There will be adverse side effects. The
siege mentality average Americans are suffering as they smother
behind yards of plastic sheeting and duct tape will increase
by orders of magnitude as our aggressions bring forth new terrorist
attacks against the homeland. These attacks will require the
implementation of the newly drafted Patriot Act II, an augmentation
of the previous Act that has profoundly sharper teeth. The sun
will set on the Constitution and Bill of Rights.
The American economy will be ravaged by
the need for increased defense spending, and by the aforementioned
"constabulary" duties in Iraq, Afghanistan and elsewhere.
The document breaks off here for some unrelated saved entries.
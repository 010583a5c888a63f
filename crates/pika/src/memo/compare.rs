//! Ordering of competing matches for the same memo key.
//!
//! `compare(a, b) == Greater` means `a` is the better match. The checks, in
//! order:
//!
//! 1. `First`: the lower alternative index wins. `Longest`: the longer match
//!    wins, then the lower alternative index.
//! 2. With equally many sub-matches, the first sub-match that differs in
//!    length decides; longer wins.
//! 3. The longer match wins.
//! 4. Sub-matches are compared pairwise by these same rules.
//! 5. More sub-matches wins.
//!
//! Step 4 recurses through the whole match tree, so a comparison can cost
//! time proportional to the tree size. It only runs when steps 1-3 tie.

use super::Match;
use crate::clause::{Clause, ClauseKind};
use std::cmp::Ordering;

/// True if `new` should replace `old`
#[inline]
#[must_use]
pub(crate) fn is_better(clauses: &[Clause], new: &Match, old: &Match) -> bool {
    compare(clauses, new, old) == Ordering::Greater
}

pub(crate) fn compare(clauses: &[Clause], a: &Match, b: &Match) -> Ordering {
    let by_kind = match clauses[a.clause().index()].kind() {
        ClauseKind::First(_) => b.index().cmp(&a.index()),
        ClauseKind::Longest(_) => a.len().cmp(&b.len()).then(b.index().cmp(&a.index())),
        _ => Ordering::Equal,
    };
    by_kind.then_with(|| compare_structure(clauses, a, b))
}

fn compare_structure(clauses: &[Clause], a: &Match, b: &Match) -> Ordering {
    let (subs_a, subs_b) = (a.sub_matches(), b.sub_matches());

    if subs_a.len() == subs_b.len() {
        let by_components = subs_a
            .iter()
            .zip(subs_b)
            .map(|(x, y)| x.len().cmp(&y.len()))
            .find(|o| o.is_ne())
            .unwrap_or(Ordering::Equal);
        if by_components.is_ne() {
            return by_components;
        }
    }

    a.len()
        .cmp(&b.len())
        .then_with(|| {
            subs_a
                .iter()
                .zip(subs_b)
                .map(|(x, y)| compare(clauses, x, y))
                .find(|o| o.is_ne())
                .unwrap_or(Ordering::Equal)
        })
        .then(subs_a.len().cmp(&subs_b.len()))
}

#[cfg(test)]
mod tests {
    use super::*;
    use crate::clause::ClauseId;
    use crate::grammar::{Expr, GrammarBuilder};
    use smallvec::smallvec;
    use std::sync::Arc;

    fn leaf(clause: ClauseId, start: usize, len: usize) -> Arc<Match> {
        Arc::new(Match::leaf(clause, start, len))
    }

    #[test]
    fn test_first_prefers_lower_index_over_length() {
        let grammar = GrammarBuilder::new()
            .rule("A", Expr::first([Expr::char('a'), Expr::str("ab")]))
            .build()
            .unwrap();
        let first = grammar.rule("A").unwrap().clause();
        let alts: Vec<ClauseId> = grammar.clause(first).children().iter().map(|s| s.clause).collect();

        let early = Match::new(first, 0, 1, 0, smallvec![leaf(alts[0], 0, 1)]);
        let late = Match::new(first, 0, 2, 1, smallvec![leaf(alts[1], 0, 2)]);
        let clauses = grammar.clauses_bottom_up();
        assert!(is_better(clauses, &early, &late));
        assert!(!is_better(clauses, &late, &early));
    }

    #[test]
    fn test_longest_prefers_length_then_index() {
        let grammar = GrammarBuilder::new()
            .rule("A", Expr::longest([Expr::char('a'), Expr::str("ab"), Expr::str("ac")]))
            .build()
            .unwrap();
        let longest = grammar.rule("A").unwrap().clause();
        let alts: Vec<ClauseId> = grammar
            .clause(longest)
            .children()
            .iter()
            .map(|s| s.clause)
            .collect();
        let clauses = grammar.clauses_bottom_up();

        let short = Match::new(longest, 0, 1, 0, smallvec![leaf(alts[0], 0, 1)]);
        let long = Match::new(longest, 0, 2, 1, smallvec![leaf(alts[1], 0, 2)]);
        let long_later = Match::new(longest, 0, 2, 2, smallvec![leaf(alts[2], 0, 2)]);
        assert!(is_better(clauses, &long, &short));
        assert!(is_better(clauses, &long, &long_later));
    }

    #[test]
    fn test_equal_matches_are_not_better() {
        let grammar = GrammarBuilder::new()
            .rule("A", Expr::seq([Expr::char('a'), Expr::char('b')]))
            .build()
            .unwrap();
        let seq = grammar.rule("A").unwrap().clause();
        let kids: Vec<ClauseId> = grammar.clause(seq).children().iter().map(|s| s.clause).collect();
        let m = Match::new(seq, 0, 2, 0, smallvec![leaf(kids[0], 0, 1), leaf(kids[1], 1, 1)]);
        assert_eq!(compare(grammar.clauses_bottom_up(), &m, &m.clone()), Ordering::Equal);
    }
}
#![forbid(unsafe_code)]

//! Variadic, dynamically typed front end for `pf_core`.
//!
//! Arguments arrive as slices of [`Value`], so arity and callability are
//! checked at runtime and reported with the stable error codes of
//! [`PauseErrorKind`].

mod function;
mod value;

pub use function::{Function, FunctionState};
pub use pf_core::{Invocation, PauseError, PauseErrorKind};
pub use value::{Thrown, Value};

#[derive(Clone, Debug, PartialEq, thiserror::Error)]
pub enum DynError {
    #[error(transparent)]
    Pause(#[from] PauseError),
    #[error(transparent)]
    Thrown(#[from] Thrown),
}

impl DynError {
    pub fn as_pause(&self) -> Option<&PauseError> {
        match self {
            DynError::Pause(err) => Some(err),
            DynError::Thrown(_) => None,
        }
    }

    pub fn as_thrown(&self) -> Option<&Thrown> {
        match self {
            DynError::Pause(_) => None,
            DynError::Thrown(thrown) => Some(thrown),
        }
    }
}

/// Wraps the single function in `args` into a new paused handle.
///
/// An active handle is rejected. A resumed handle forwards every call to its
/// original, so wrapping it wraps that original.
pub fn pause_fn(args: &[Value]) -> Result<Function, PauseError> {
    PauseError::check_arity(args.len())?;
    let candidate = &args[0];
    let Some(function) = candidate.as_function() else {
        return Err(PauseError::not_callable(&candidate.describe()));
    };
    if let FunctionState::Active { .. } = function.state() {
        return Err(PauseError::already_paused(&candidate.render()));
    }
    tracing::debug!(original = function.name(), "pausing function");
    Ok(Function::paused(function.target()))
}

pub use self::pause_fn as pause;

/// Replays everything buffered by the handle in `args` and switches it to
/// passthrough. The first error thrown during replay is returned unchanged.
pub fn resume(args: &[Value]) -> Result<Vec<Value>, DynError> {
    PauseError::check_arity(args.len())?;
    let candidate = &args[0];
    let Some(function) = candidate.as_function() else {
        return Err(PauseError::resume_not_callable(&candidate.describe()).into());
    };
    let Some(cell) = function.paused_cell() else {
        return Err(PauseError::not_paused(&candidate.render()).into());
    };

    let (original, buffered) = {
        let mut paused = cell.borrow_mut();
        let buffered = paused
            .drain()
            .map_err(|_| PauseError::already_resumed(&candidate.render()))?;
        (std::rc::Rc::clone(paused.original()), buffered)
    };

    let total = buffered.len();
    let mut out = Vec::with_capacity(total);
    for call_args in &buffered {
        match original.invoke(call_args) {
            Ok(value) => out.push(value),
            Err(thrown) => {
                tracing::warn!(
                    replayed = out.len(),
                    dropped = total - out.len() - 1,
                    "replay aborted by thrown error"
                );
                return Err(thrown.into());
            }
        }
    }
    Ok(out)
}

#[cfg(test)]
mod tests;
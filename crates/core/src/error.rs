#![forbid(unsafe_code)]

use serde::Serialize;
use serde_json::{Value, json};

#[derive(Clone, Copy, Debug, PartialEq, Eq, Hash, Serialize)]
pub enum PauseErrorKind {
    #[serde(rename = "ERR_MISSING_ARGS")]
    MissingArgument,
    #[serde(rename = "ERR_TOO_MANY_ARGS")]
    TooManyArguments,
    #[serde(rename = "ERR_INVALID_ARG_TYPE")]
    InvalidCallableType,
    #[serde(rename = "ERR_ALREADY_PAUSED")]
    AlreadyPausedCallable,
    #[serde(rename = "ERR_ALREADY_RESUMED")]
    AlreadyResumed,
    #[serde(rename = "ERR_NOT_PAUSED")]
    NotAPausedHandle,
}

impl PauseErrorKind {
    /// Stable machine-readable code, safe to match on across releases.
    pub fn code(self) -> &'static str {
        match self {
            Self::MissingArgument => "ERR_MISSING_ARGS",
            Self::TooManyArguments => "ERR_TOO_MANY_ARGS",
            Self::InvalidCallableType => "ERR_INVALID_ARG_TYPE",
            Self::AlreadyPausedCallable => "ERR_ALREADY_PAUSED",
            Self::AlreadyResumed => "ERR_ALREADY_RESUMED",
            Self::NotAPausedHandle => "ERR_NOT_PAUSED",
        }
    }

    pub fn is_arity(self) -> bool {
        matches!(self, Self::MissingArgument | Self::TooManyArguments)
    }
}

/// Validation failure raised by `pause_fn` or `resume`.
///
/// Every variant originates locally and synchronously; nothing here is
/// transient, so callers should treat these as programming errors rather
/// than retry them.
#[derive(Clone, Debug, PartialEq, Eq, Serialize, thiserror::Error)]
#[error("{message}")]
pub struct PauseError {
    #[serde(rename = "code")]
    kind: PauseErrorKind,
    message: String,
}

const RESUME_EXPECTATION: &str = "Expected a <Function> returned by `pause_fn()`";

impl PauseError {
    pub fn kind(&self) -> PauseErrorKind {
        self.kind
    }

    pub fn code(&self) -> &'static str {
        self.kind.code()
    }

    pub fn message(&self) -> &str {
        &self.message
    }

    /// Arity check shared by both entry points: exactly one argument.
    pub fn check_arity(given: usize) -> Result<(), Self> {
        match given {
            0 => Err(Self::missing_argument()),
            1 => Ok(()),
            n => Err(Self::too_many_arguments(n)),
        }
    }

    pub fn missing_argument() -> Self {
        Self {
            kind: PauseErrorKind::MissingArgument,
            message: "Expected 1 argument (<Function>), but got no arguments.".to_string(),
        }
    }

    pub fn too_many_arguments(given: usize) -> Self {
        Self {
            kind: PauseErrorKind::TooManyArguments,
            message: format!("Expected 1 argument (<Function>), but got {given} arguments."),
        }
    }

    /// `described` is the offending value rendered together with its kind,
    /// e.g. `-0 (number)`.
    pub fn not_callable(described: &str) -> Self {
        Self {
            kind: PauseErrorKind::InvalidCallableType,
            message: format!("Expected a <Function>, but got a non-function value {described}."),
        }
    }

    pub fn already_paused(rendered: &str) -> Self {
        Self {
            kind: PauseErrorKind::AlreadyPausedCallable,
            message: format!(
                "Expected a <Function> which hasn't been paused by `pause_fn()`, but got an already paused one {rendered}."
            ),
        }
    }

    pub fn resume_not_callable(described: &str) -> Self {
        Self {
            kind: PauseErrorKind::InvalidCallableType,
            message: format!("{RESUME_EXPECTATION}, but got a non-function value {described}."),
        }
    }

    pub fn already_resumed(rendered: &str) -> Self {
        Self {
            kind: PauseErrorKind::AlreadyResumed,
            message: format!("{RESUME_EXPECTATION}, but got an already resume()-ed one {rendered}."),
        }
    }

    pub fn not_paused(rendered: &str) -> Self {
        Self {
            kind: PauseErrorKind::NotAPausedHandle,
            message: format!(
                "{RESUME_EXPECTATION}, but got {rendered} which is not returned by `pause_fn()`."
            ),
        }
    }

    pub fn to_json(&self) -> Value {
        json!({
            "code": self.code(),
            "message": self.message.trim(),
        })
    }
}
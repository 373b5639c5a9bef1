#![forbid(unsafe_code)]

//! Pause a callable: buffer its calls, then replay them once on resume.

mod error;
mod paused;

pub use error::*;
pub use paused::*;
Former allies will turn on us. Germany, France and the other
nations resisting this Iraq war are fully aware of this game
plan. They are not acting out of cowardice or because they love
Saddam Hussein, but because they mean to resist this rising American
empire, lest they face economic and military serfdom at the hands
of George W. Bush. Richard Perle has already stated that France
is no longer an American ally.
As the eagle spreads its wings, our rhetoric
and their resistance will become more agitated and dangerous.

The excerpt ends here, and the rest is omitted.